Matthew Thomas

Profile
- Position: Defensive line

Personal information
- Born: July 21, 1995 (age 30) Miami, Florida, U.S.
- Listed height: 6 ft 3 in (1.91 m)
- Listed weight: 230 lb (104 kg)

Career information
- High school: Booker T. Washington (Miami, Florida)
- College: Florida State (2013–2017)
- NFL draft: 2018: undrafted

Career history
- Pittsburgh Steelers (2018); Baltimore Ravens (2019)*; St. Louis BattleHawks (2020)*; Saskatchewan Roughriders (2020–2021); Edmonton Elks (2022–2023);
- * Offseason and/or practice squad member only

Awards and highlights
- BCS national champion (2013);

Career NFL statistics
- Total tackles: 4
- Stats at Pro Football Reference

= Matthew Thomas (linebacker) =

American football player (born 1995)

Matthew Thomas (born July 21, 1995) is an American professional football linebacker. He played college football at Florida State. He signed with the Pittsburgh Steelers as an undrafted free agent in 2018.

==Early life==
Matthew grew up the 4th oldest out of 8 kids in the Overtown Section of Miami-Dade County. Growing up very poor Thomas found his niche in football and quickly became a legend on the gridiron within the city of Miami, earning himself the nickname "Big 6".Thomas vowed to break the cycle of poverty in his family. Thomas attended Booker T. Washington High School in Miami, Florida. He was rated consensus five-star recruit coming out of high school and was ranked among the top prospects in his class. He committed to Florida State University to play college football on National Signing Day in 2013.

==College career==
As a freshman at Florida State in 2013, Thomas played in four games before undergoing season-ending shoulder surgery. He received a medical redshirt and did not play in that season's National Championship Game. Due to failing a drug test at the National Championship Game, Thomas was suspended for the first six games of the 2014 season. After serving his suspension, he returned to game action against Notre Dame on October 18, 2014. He went on to tally 26 tackles and 2.5 tackles-for-loss on the season. He also played in that season's Rose Bowl, registering three solo tackles and one assisted tackle.

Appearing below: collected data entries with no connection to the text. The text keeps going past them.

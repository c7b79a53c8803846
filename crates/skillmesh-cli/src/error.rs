//! CLI error taxonomy with user-facing messages

use thiserror::Error;

use skillmesh_client::ClientError;
use skillmesh_installer::InstallError;

/// CLI-specific errors
#[derive(Error, Debug)]
pub enum CliError {
    #[error("Invalid argument: {message}")]
    InvalidArgument { message: String },

    #[error("Configuration error: {0}")]
    Config(String),

    #[error("Network error: {0}")]
    Network(String),

    #[error("Registry error: {0}")]
    Registry(String),

    #[error(transparent)]
    Install(#[from] InstallError),

    #[error("IO error: {0}")]
    Io(#[from] std::io::Error),

    #[error("Internal error: {0}")]
    Internal(String),
}

impl From<ClientError> for CliError {
    fn from(e: ClientError) -> Self {
        match e {
            ClientError::Registry(message) => CliError::Registry(message),
            ClientError::Config(message) => CliError::Config(message),
            ClientError::Transport(transport) => CliError::Network(transport.to_string()),
        }
    }
}

impl CliError {
    /// User-friendly message with a next step where one exists
    pub fn user_message(&self) -> String {
        match self {
            CliError::InvalidArgument { message } => {
                format!("Invalid argument: {message}\n\nRun 'smesh help' for usage information.")
            }
            CliError::Config(msg) => {
                format!(
                    "Configuration error: {msg}\n\nCheck ~/.skillmesh/config.json or the SKILLMESH_* environment variables."
                )
            }
            CliError::Network(msg) => {
                format!(
                    "Network error: {msg}\n\nIs the mesh reachable? Check gatewayUrl and messengerUrl in your configuration."
                )
            }
            CliError::Registry(msg) => format!("Registry error: {msg}"),
            CliError::Install(InstallError::UserCancelled) => "Install cancelled.".to_string(),
            CliError::Install(e) => e.to_string(),
            CliError::Io(e) => format!("File operation failed: {e}"),
            CliError::Internal(msg) => {
                format!("Internal error: {msg}\n\nPlease report this issue.")
            }
        }
    }
}

pub type CliResult<T> = Result<T, CliError>;
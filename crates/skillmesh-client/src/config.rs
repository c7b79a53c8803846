//! Client configuration

use std::time::Duration;

use crate::retry::RetryPolicy;

/// Endpoints and budgets for both transport paths
#[derive(Debug, Clone)]
pub struct ClientConfig {
    /// Base URL of the dry-run compute gateway (fast path)
    pub gateway_url: String,
    /// Base URL of the messenger (fallback path and writes)
    pub messenger_url: String,
    /// Process id of the registry on the mesh
    pub process_id: String,
    /// Retry behaviour for the fast path
    pub retry: RetryPolicy,
    /// Timeout for each individual HTTP call
    pub request_timeout: Duration,
    /// How often the messenger result endpoint is polled
    pub poll_interval: Duration,
    /// Total time allowed for one messenger round trip
    pub poll_budget: Duration,
}

impl Default for ClientConfig {
    fn default() -> Self {
        Self {
            gateway_url: "http://localhost:4000".to_string(),
            messenger_url: "http://localhost:4010".to_string(),
            process_id: "registry".to_string(),
            retry: RetryPolicy::default(),
            request_timeout: Duration::from_secs(5),
            poll_interval: Duration::from_millis(250),
            poll_budget: Duration::from_secs(20),
        }
    }
}

impl ClientConfig {
    pub fn new() -> Self {
        Self::default()
    }

    pub fn with_gateway_url(mut self, url: impl Into<String>) -> Self {
        self.gateway_url = url.into();
        self
    }

    pub fn with_messenger_url(mut self, url: impl Into<String>) -> Self {
        self.messenger_url = url.into();
        self
    }

    pub fn with_process_id(mut self, process_id: impl Into<String>) -> Self {
        self.process_id = process_id.into();
        self
    }

    pub fn with_retry(mut self, retry: RetryPolicy) -> Self {
        self.retry = retry;
        self
    }

    pub fn with_poll_interval(mut self, interval: Duration) -> Self {
        self.poll_interval = interval;
        self
    }

    pub fn with_poll_budget(mut self, budget: Duration) -> Self {
        self.poll_budget = budget;
        self
    }
}
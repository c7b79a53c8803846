//! Command handlers for the smesh CLI

pub mod info;
pub mod install;
pub mod list;
pub mod publish;
pub mod search;
pub mod serve;
pub mod stats;
pub mod versions;

pub use info::InfoCommand;
pub use install::InstallCommand;
pub use list::ListCommand;
pub use publish::PublishCommand;
pub use search::SearchCommand;
pub use serve::ServeCommand;
pub use stats::StatsCommand;
pub use versions::VersionsCommand;

use skillmesh_client::RegistryClient;

use crate::config::CliConfig;
use crate::error::CliResult;

/// Trait for command handlers
#[async_trait::async_trait]
pub trait Command: Send + Sync {
    /// Execute the command
    async fn execute(&self) -> CliResult<()>;
}

/// Build a registry client from CLI configuration
pub(crate) fn registry_client(config: &CliConfig) -> CliResult<RegistryClient> {
    Ok(RegistryClient::new(config.client_config())?)
}
//! Progress indicators and spinners

use std::time::Duration;

use indicatif::{ProgressBar, ProgressStyle};

/// Create a spinner for long-running operations
pub fn create_spinner(message: &str) -> ProgressBar {
    let spinner = ProgressBar::new_spinner();
    let style = ProgressStyle::default_spinner()
        .tick_strings(&["⠋", "⠙", "⠹", "⠸", "⠼", "⠴", "⠦", "⠧", "⠇", "⠏"])
        .template("{spinner:.cyan} {msg}")
        .unwrap_or_else(|e| {
            eprintln!("Failed to create spinner template: {}", e);
            ProgressStyle::default_spinner()
        });
    spinner.set_style(style);
    spinner.set_message(message.to_string());
    spinner.enable_steady_tick(Duration::from_millis(80));
    spinner
}

/// Create a progress bar for operations with known length
pub fn create_progress_bar(total: u64, message: &str) -> ProgressBar {
    let pb = ProgressBar::new(total);
    let style = ProgressStyle::default_bar()
        .template("{msg} [{bar:40.cyan/blue}] {pos}/{len}")
        .unwrap_or_else(|e| {
            eprintln!("Failed to create progress bar template: {}", e);
            ProgressStyle::default_bar()
        })
        .progress_chars("=>-");
    pb.set_style(style);
    pb.set_message(message.to_string());
    pb
}
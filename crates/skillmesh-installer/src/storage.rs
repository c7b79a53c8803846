//! Content-addressed bundle storage
//!
//! Bundles live on a permanent storage network and are fetched by content
//! id. The network itself is opaque behind [`StorageGateway`]; the HTTP
//! implementation talks to a gateway node, the in-memory one backs tests
//! and addresses blobs by their sha256 digest.

use std::collections::BTreeMap;
use std::sync::Mutex;
use std::time::Duration;

use async_trait::async_trait;
use serde_json::Value;
use sha2::{Digest, Sha256};
use tracing::debug;

use crate::error::{InstallError, Result};

/// Fetch and publish skill bundles by content id
#[async_trait]
pub trait StorageGateway: Send + Sync {
    /// Fetch the bundle bytes stored under `content_id`
    async fn download(&self, content_id: &str) -> Result<Vec<u8>>;

    /// Store `bytes` and return the content id they are addressable under
    async fn upload(&self, bytes: &[u8]) -> Result<String>;
}

/// Gateway node speaking plain HTTP: `GET {base}/{contentId}` to fetch,
/// `POST {base}` to publish
pub struct HttpStorageGateway {
    http: reqwest::Client,
    base: String,
}

impl HttpStorageGateway {
    pub fn new(base_url: &str, timeout: Duration) -> Result<Self> {
        let http = reqwest::Client::builder()
            .timeout(timeout)
            .build()
            .map_err(|e| InstallError::Configuration(format!("storage HTTP client: {e}")))?;
        Ok(Self {
            http,
            base: base_url.trim_end_matches('/').to_string(),
        })
    }
}

#[async_trait]
impl StorageGateway for HttpStorageGateway {
    async fn download(&self, content_id: &str) -> Result<Vec<u8>> {
        let url = format!("{}/{content_id}", self.base);
        debug!(%content_id, "fetching bundle");
        let response = self
            .http
            .get(&url)
            .send()
            .await
            .map_err(|e| InstallError::Network(e.to_string()))?;
        if !response.status().is_success() {
            return Err(InstallError::Network(format!(
                "storage returned {} for {content_id}",
                response.status()
            )));
        }
        let bytes = response
            .bytes()
            .await
            .map_err(|e| InstallError::Network(e.to_string()))?;
        Ok(bytes.to_vec())
    }

    async fn upload(&self, bytes: &[u8]) -> Result<String> {
        let response = self
            .http
            .post(&self.base)
            .header(reqwest::header::CONTENT_TYPE, "application/octet-stream")
            .body(bytes.to_vec())
            .send()
            .await
            .map_err(|e| InstallError::Network(e.to_string()))?;
        if !response.status().is_success() {
            return Err(InstallError::Network(format!(
                "storage upload returned {}",
                response.status()
            )));
        }
        let body: Value = response
            .json()
            .await
            .map_err(|e| InstallError::Parse(format!("upload reply is not JSON: {e}")))?;
        body.get("contentId")
            .and_then(Value::as_str)
            .map(str::to_string)
            .ok_or_else(|| InstallError::Parse("upload reply carried no contentId".to_string()))
    }
}

/// In-memory store; content ids are sha256 hex digests of the bytes
#[derive(Default)]
pub struct MemoryStorageGateway {
    blobs: Mutex<BTreeMap<String, Vec<u8>>>,
}

impl MemoryStorageGateway {
    pub fn new() -> Self {
        Self::default()
    }

    /// The content id `upload` would assign to `bytes`
    pub fn content_id_for(bytes: &[u8]) -> String {
        format!("{:x}", Sha256::digest(bytes))
    }
}

#[async_trait]
impl StorageGateway for MemoryStorageGateway {
    async fn download(&self, content_id: &str) -> Result<Vec<u8>> {
        let blobs = self.blobs.lock().unwrap_or_else(|e| e.into_inner());
        blobs
            .get(content_id)
            .cloned()
            .ok_or_else(|| InstallError::Network(format!("content {content_id} not found")))
    }

    async fn upload(&self, bytes: &[u8]) -> Result<String> {
        let content_id = Self::content_id_for(bytes);
        let mut blobs = self.blobs.lock().unwrap_or_else(|e| e.into_inner());
        blobs.insert(content_id.clone(), bytes.to_vec());
        Ok(content_id)
    }
}

#[cfg(test)]
mod tests {
    use super::*;
    use wiremock::matchers::{method, path};
    use wiremock::{Mock, MockServer, ResponseTemplate};

    #[tokio::test]
    async fn test_http_download_returns_body_bytes() {
        let server = MockServer::start().await;
        Mock::given(method("GET"))
            .and(path("/cid-123"))
            .respond_with(ResponseTemplate::new(200).set_body_bytes(b"bundle-bytes".to_vec()))
            .mount(&server)
            .await;

        let gateway = HttpStorageGateway::new(&server.uri(), Duration::from_secs(5)).unwrap();
        let bytes = gateway.download("cid-123").await.unwrap();
        assert_eq!(bytes, b"bundle-bytes");
    }

    #[tokio::test]
    async fn test_http_download_missing_content_is_network_error() {
        let server = MockServer::start().await;
        Mock::given(method("GET"))
            .and(path("/cid-missing"))
            .respond_with(ResponseTemplate::new(404))
            .mount(&server)
            .await;

        let gateway = HttpStorageGateway::new(&server.uri(), Duration::from_secs(5)).unwrap();
        let err = gateway.download("cid-missing").await.unwrap_err();
        assert!(matches!(err, InstallError::Network(_)), "got {err:?}");
    }

    #[tokio::test]
    async fn test_http_upload_extracts_content_id() {
        let server = MockServer::start().await;
        Mock::given(method("POST"))
            .and(path("/"))
            .respond_with(
                ResponseTemplate::new(201)
                    .set_body_json(serde_json::json!({ "contentId": "cid-new" })),
            )
            .mount(&server)
            .await;

        let gateway = HttpStorageGateway::new(&server.uri(), Duration::from_secs(5)).unwrap();
        let content_id = gateway.upload(b"payload").await.unwrap();
        assert_eq!(content_id, "cid-new");
    }

    #[tokio::test]
    async fn test_memory_roundtrip_by_digest() {
        let gateway = MemoryStorageGateway::new();
        let content_id = gateway.upload(b"hello bundle").await.unwrap();
        assert_eq!(content_id, MemoryStorageGateway::content_id_for(b"hello bundle"));

        let bytes = gateway.download(&content_id).await.unwrap();
        assert_eq!(bytes, b"hello bundle");
    }

    #[tokio::test]
    async fn test_memory_missing_content_errors() {
        let gateway = MemoryStorageGateway::new();
        let err = gateway.download("nope").await.unwrap_err();
        assert!(matches!(err, InstallError::Network(_)), "got {err:?}");
    }
}
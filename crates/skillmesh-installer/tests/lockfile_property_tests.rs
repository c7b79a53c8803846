//! Property-based tests for lockfile persistence

use proptest::prelude::*;
use tempfile::TempDir;

use skillmesh_installer::{Lockfile, LockfileEntry, LOCKFILE_NAME};

fn entry_strategy() -> impl Strategy<Value = LockfileEntry> {
    (
        "[a-z0-9][a-z0-9._-]{0,20}",
        "[0-9]{1,2}\\.[0-9]{1,2}\\.[0-9]{1,2}",
        "[a-f0-9]{8,40}",
    )
        .prop_map(|(name, version, content_id)| LockfileEntry {
            name,
            version,
            content_id,
        })
}

/// Property: whatever was upserted survives a save/load cycle unchanged
#[test]
fn prop_save_load_roundtrip_preserves_entries() {
    proptest!(|(entries in prop::collection::vec(entry_strategy(), 0..12))| {
        let temp = TempDir::new().unwrap();
        let path = temp.path().join(LOCKFILE_NAME);

        let mut lockfile = Lockfile::new();
        for entry in &entries {
            lockfile.upsert(entry.clone());
        }
        lockfile.save(&path).unwrap();

        let loaded = Lockfile::load(&path).unwrap().unwrap();
        prop_assert_eq!(loaded, lockfile);
    });
}

/// Property: entries stay name-sorted and unique regardless of upsert order
#[test]
fn prop_entries_are_sorted_and_unique() {
    proptest!(|(entries in prop::collection::vec(entry_strategy(), 0..12))| {
        let mut lockfile = Lockfile::new();
        for entry in &entries {
            lockfile.upsert(entry.clone());
        }

        for pair in lockfile.entries.windows(2) {
            prop_assert!(pair[0].name < pair[1].name);
        }
    });
}

/// Property: the last upsert for a name is the one that sticks
#[test]
fn prop_last_upsert_wins_per_name() {
    proptest!(|(entries in prop::collection::vec(entry_strategy(), 1..12))| {
        let mut lockfile = Lockfile::new();
        for entry in &entries {
            lockfile.upsert(entry.clone());
        }

        for entry in entries.iter().rev() {
            // The record stored under each name is the latest one upserted
            let stored = lockfile.get(&entry.name).unwrap();
            let last_for_name = entries
                .iter()
                .rev()
                .find(|e| e.name == entry.name)
                .unwrap();
            prop_assert_eq!(stored, last_for_name);
        }
    });
}
//! Install command

use std::path::PathBuf;
use std::sync::Arc;
use std::time::Duration;

use async_trait::async_trait;
use tokio_util::sync::CancellationToken;
use tracing::warn;

use skillmesh_installer::{
    render_tree, HttpStorageGateway, InstallOptions, InstallTarget, Installer, TarGzBundler,
    TargetSpec,
};
use skillmesh_types::params::RecordDownloadParams;

use crate::commands::{registry_client, Command};
use crate::config::CliConfig;
use crate::error::CliResult;
use crate::output::{self, OutputStyle};
use crate::progress::create_spinner;

const DOWNLOAD_TIMEOUT: Duration = Duration::from_secs(30);

/// Resolve a skill spec and materialize it plus its dependencies
pub struct InstallCommand {
    spec: String,
    target: Option<PathBuf>,
    force: bool,
    tree: bool,
}

impl InstallCommand {
    pub fn new(spec: String) -> Self {
        Self {
            spec,
            target: None,
            force: false,
            tree: false,
        }
    }

    pub fn with_target(mut self, target: Option<PathBuf>) -> Self {
        self.target = target;
        self
    }

    pub fn with_force(mut self, force: bool) -> Self {
        self.force = force;
        self
    }

    pub fn with_tree(mut self, tree: bool) -> Self {
        self.tree = tree;
        self
    }
}

#[async_trait]
impl Command for InstallCommand {
    async fn execute(&self) -> CliResult<()> {
        let spec: TargetSpec = self.spec.parse()?;
        let config = CliConfig::load()?;

        let client = Arc::new(registry_client(&config)?);
        let storage = Arc::new(HttpStorageGateway::new(
            &config.storage_url,
            DOWNLOAD_TIMEOUT,
        )?);
        let target_root = self
            .target
            .clone()
            .unwrap_or_else(|| PathBuf::from(&config.target_dir));
        let installer = Installer::new(
            client.clone(),
            storage,
            Arc::new(TarGzBundler),
            InstallTarget::new(&target_root),
        );

        let cancel = CancellationToken::new();
        let ctrl_c_cancel = cancel.clone();
        tokio::spawn(async move {
            if tokio::signal::ctrl_c().await.is_ok() {
                ctrl_c_cancel.cancel();
            }
        });
        let installer = installer.with_cancellation(cancel);

        let spinner = create_spinner(&format!("Installing {}", spec));
        let result = installer
            .install(
                &spec,
                InstallOptions {
                    force: self.force,
                },
            )
            .await;
        spinner.finish_and_clear();
        let report = result?;

        let style = OutputStyle::default();
        if self.tree {
            print!("{}", render_tree(&report.graph));
        }
        for name in &report.skipped {
            println!("{}", style.detail(&format!("{} already installed", name)));
        }
        if report.installed.is_empty() {
            output::print_info(&format!(
                "{} is already up to date in {}",
                spec,
                target_root.display()
            ));
        } else {
            output::print_success(&format!(
                "Installed {} skill(s) into {}",
                report.installed.len(),
                target_root.display()
            ));
        }

        // Download accounting is best effort; a miss never fails the install.
        let root = report.graph.root();
        let record = RecordDownloadParams {
            name: root.name.clone(),
            version: root.version.clone(),
            requester: config.requester_id.clone(),
            timestamp: chrono::Utc::now().timestamp_millis(),
        };
        if let Err(e) = client.record_download(&record).await {
            warn!(error = %e, "failed to record download");
        }

        Ok(())
    }
}
//! List command

use async_trait::async_trait;

use skillmesh_types::ListParams;

use crate::commands::{registry_client, Command};
use crate::config::CliConfig;
use crate::error::CliResult;
use crate::output::OutputStyle;

/// List registered skills with pagination and filters
pub struct ListCommand {
    limit: Option<u64>,
    offset: Option<u64>,
    author: Option<String>,
    tags: Vec<String>,
    name: Option<String>,
}

impl ListCommand {
    pub fn new(
        limit: Option<u64>,
        offset: Option<u64>,
        author: Option<String>,
        tags: Vec<String>,
        name: Option<String>,
    ) -> Self {
        Self {
            limit,
            offset,
            author,
            tags,
            name,
        }
    }
}

#[async_trait]
impl Command for ListCommand {
    async fn execute(&self) -> CliResult<()> {
        let config = CliConfig::load()?;
        let client = registry_client(&config)?;

        let params = ListParams {
            limit: self.limit,
            offset: self.offset,
            author: self.author.clone(),
            filter_tags: (!self.tags.is_empty()).then(|| self.tags.clone()),
            filter_name: self.name.clone(),
        };
        let reply = client.list(&params).await?;

        let style = OutputStyle::default();
        let page = &reply.pagination;
        if reply.skills.is_empty() {
            println!("{}", style.info("No skills on this page"));
            return Ok(());
        }

        for skill in &reply.skills {
            let mut line = format!("{}@{}  {}", skill.name, skill.version, skill.description);
            if !skill.tags.is_empty() {
                line.push_str(&format!("  [{}]", skill.tags.join(", ")));
            }
            println!("{}", style.list_item(&line));
        }

        let mut footer = format!(
            "Showing {}-{} of {}",
            page.offset + 1,
            page.offset + page.returned,
            page.total
        );
        if page.has_next_page {
            footer.push_str(&format!(
                "  (next: --offset {})",
                page.offset + page.returned
            ));
        }
        println!("{}", style.detail(&footer));
        Ok(())
    }
}
#[derive(thiserror::Error, Debug, Clone, PartialEq)]
pub enum ClockError {
    #[error("Reference frequency {0}Hz is not usable")]
    InvalidReference(f64),

    #[error("Requested frequency {0}Hz is not usable")]
    InvalidFrequency(f64),

    #[error("Requested frequency {0}Hz is too low, even with the maximum R divider")]
    FrequencyTooLow(f64),

    #[error("Invalid {stage} divider: {value}")]
    InvalidDivider { stage: &'static str, value: u32 },
}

In 2015, Thomas was suspended for the entire season due to being academically ineligible. Thomas would bounce back in 2016 as the second leading tackler on the team. In that season's Orange Bowl, he made nine solo tackles and assisted on six tackles. In 2017, Thomas played in 11 of the team's 12 regular season games, and then decided not to play in the Independence Bowl. He later accepted an invitation to play in the 2018 East–West Shrine Game.

==Professional career==
===Pittsburgh Steelers===
Thomas signed with the Pittsburgh Steelers as an undrafted free agent on April 28, 2018. He made the Steelers 53-man roster as an undrafted rookie, playing in 10 games before being waived on December 1, 2018 and re-signed to the practice squad.

===Baltimore Ravens===
On January 2, 2019, Thomas signed a reserve/future contract with the Baltimore Ravens. He was waived on August 1, 2019.

===St. Louis BattleHawks===
Thomas signed with the St. Louis BattleHawks of the XFL on January 8, 2020. He was waived during final roster cuts on January 22, 2020.

===Saskatchewan Roughriders===
Thomas signed with the Saskatchewan Roughriders of the CFL on April 14, 2020. After the CFL canceled the 2020 season due to the COVID-19 pandemic, Thomas chose to opt-out of his contract with the Roughriders on September 1, 2020. He opted back in to his contract on December 29, 2020.

===Edmonton Elks===
Thomas joined the Edmonton Elks in free agency on January 12, 2022. On June 2, 2023, Thomas was released by the Elks.